- **ABOUT THIS TASK**: All lines with the word "GatewayConfig" must be pulled from the entries below.

Stored items:
┏━━
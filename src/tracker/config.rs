//! Lifecycle thresholds shared by every track of a tracker.

use crate::tracker::error::{Result, TrackError};

/// Configuration for track confirmation and deletion.
#[derive(Debug, Clone, Copy, PartialEq, Eq)]
pub struct TrackConfig {
    /// Number of hits (construction included) before a track is confirmed
    pub n_init: u32,
    /// Maximum consecutive misses tolerated by a confirmed track
    pub max_age: u32,
}

impl Default for TrackConfig {
    fn default() -> Self {
        Self {
            n_init: 3,
            max_age: 30,
        }
    }
}

impl TrackConfig {
    pub fn new(n_init: u32, max_age: u32) -> Self {
        Self { n_init, max_age }
    }

    /// Reject thresholds that cannot drive a track.
    pub fn validate(&self) -> Result<()> {
        if self.n_init == 0 {
            return Err(TrackError::InvalidConfig(
                "n_init must be at least 1".to_string(),
            ));
        }
        Ok(())
    }
}
//! Lifecycle of a single tracked object in a DeepSORT-style
//! tracking-by-detection pipeline.
//!
//! A [`Track`] owns the motion belief of one object, its confirmation and
//! deletion policy, its appearance-feature history and its positional
//! trajectory. The set-level tracker that owns many tracks drives them
//! through [`Track::predict`], [`Track::update`] and [`Track::mark_missed`].

pub mod integration;
pub mod tracker;

pub use integration::DetectionBuilder;
pub use tracker::{
    DEFAULT_SAMPLING_RATE, Detection, KalmanFilter, MotionFilter, Rect, Result, Track,
    TrackConfig, TrackError, TrackIdAllocator, TrackState, Velocity,
};
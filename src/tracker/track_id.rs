use std::sync::atomic::{AtomicU64, Ordering};

/// Source of unique track identifiers for one tracker.
///
/// Identifiers start at 1 and are never handed out twice until `reset`.
#[derive(Debug, Default)]
pub struct TrackIdAllocator {
    counter: AtomicU64,
}

impl TrackIdAllocator {
    pub fn new() -> Self {
        Self::default()
    }

    /// Get the next unique track ID.
    pub fn next_id(&self) -> u64 {
        self.counter.fetch_add(1, Ordering::SeqCst) + 1
    }

    /// Reset the counter (useful for testing).
    pub fn reset(&self) {
        self.counter.store(0, Ordering::SeqCst);
    }
}
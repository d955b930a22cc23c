//! Avisa delivery daemon.
//!
//! Connects the database, the Evolution API gateway, the delivery worker,
//! and the daily due-date scanner, then runs until Ctrl+C.

use std::env;
use std::sync::Arc;

use avisa_database::{queue, Database, SqliteSubscriberStore};
use notifier::audit::ChannelAudit;
use notifier::{
    DeliveryWorker, DueDateScanner, NotificationService, NotifierConfig, RateLimiter,
};
use templates::TemplateRenderer;
use tracing::info;
use whatsapp_gateway::{GatewayConfig, WhatsAppClient};

#[tokio::main]
async fn main() -> Result<(), Box<dyn std::error::Error>> {
    let _ = dotenvy::dotenv();
    tracing_subscriber::fmt::init();

    let config = NotifierConfig::from_env()?;

    let db_url =
        env::var("AVISA_DB_URL").unwrap_or_else(|_| "sqlite:avisa.db?mode=rwc".to_string());
    let db = Database::connect(&db_url).await?;
    db.migrate().await?;

    // Anything claimed when we last stopped goes back to pending.
    queue::recover_in_flight(db.pool()).await?;

    // Refuses to start when the WhatsApp instance is not connected.
    let gateway = WhatsAppClient::connect(GatewayConfig::from_env()?).await?;

    let limiter = Arc::new(RateLimiter::new(
        config.rate_max_per_window,
        config.rate_window,
    ));
    let service = NotificationService::new(
        db.clone(),
        TemplateRenderer::with_builtins(),
        config.business.clone(),
    )
    .with_max_attempts(config.max_attempts);

    let (audit, audit_writer) = ChannelAudit::spawn(db.clone());

    let (shutdown_tx, shutdown_rx) = tokio::sync::watch::channel(false);

    let scanner = DueDateScanner::new(SqliteSubscriberStore::new(db.pool().clone()), service);
    let scan_time = config.scan_time;
    let mut scanner_rx = shutdown_rx.clone();
    let scanner_task = tokio::spawn(async move {
        scanner
            .run_daily(scan_time, async move {
                let _ = scanner_rx.changed().await;
            })
            .await
    });

    let worker = DeliveryWorker::new(db.clone(), gateway, limiter, audit, config.worker_config());
    let mut worker_rx = shutdown_rx;
    let worker_task = tokio::spawn(async move {
        worker
            .run_with_shutdown(async move {
                let _ = worker_rx.changed().await;
            })
            .await
    });

    info!("Avisa daemon running (scan at {}, db: {})", scan_time, db_url);
    tokio::signal::ctrl_c().await?;
    info!("Ctrl+C received, shutting down");

    let _ = shutdown_tx.send(true);
    worker_task.await??;
    scanner_task.await??;

    // Dropping the worker closed the audit channel; the writer drains what
    // is left before exiting.
    audit_writer.await?;
    db.close().await;

    Ok(())
}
┗━━
- **RESULT OF THIS TASK**:
use whatsapp_gateway::{GatewayConfig, WhatsAppClient};
    let gateway = WhatsAppClient::connect(GatewayConfig::from_env()?).await?;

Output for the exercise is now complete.